START EXERCISE DATA

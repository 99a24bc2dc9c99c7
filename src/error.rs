//! Configuration-validation error type.
//!
//! Per-string translation never fails: anomalies are recovered locally and
//! surfaced as warnings/flags on the result. The only fallible operation is
//! constructing a [`crate::engine::Translator`] from a defective
//! configuration (a prior that does not sum to 1, a missing failsafe rule,
//! a fallback member absent from the vocabulary, ...). Those are authoring
//! defects, caught once at construction time.

#[derive(Clone)]
pub struct ConfigError {
    message: String,
}

impl ConfigError {
    pub fn new(message: impl Into<String>) -> Self {
        Self {
            message: message.into(),
        }
    }
}

impl std::fmt::Display for ConfigError {
    fn fmt(&self, f: &mut std::fmt::Formatter<'_>) -> std::fmt::Result {
        write!(f, "{}", self.message)
    }
}

impl std::fmt::Debug for ConfigError {
    fn fmt(&self, f: &mut std::fmt::Formatter<'_>) -> std::fmt::Result {
        f.debug_struct("ConfigError")
            .field("message", &self.message)
            .finish()
    }
}

impl std::error::Error for ConfigError {}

END EXERCISE DATA

__ABOUT THIS EXERCISE__. Check each line of the data for the word "from", then state only how many lines hold it.

__RESPONSE__. 2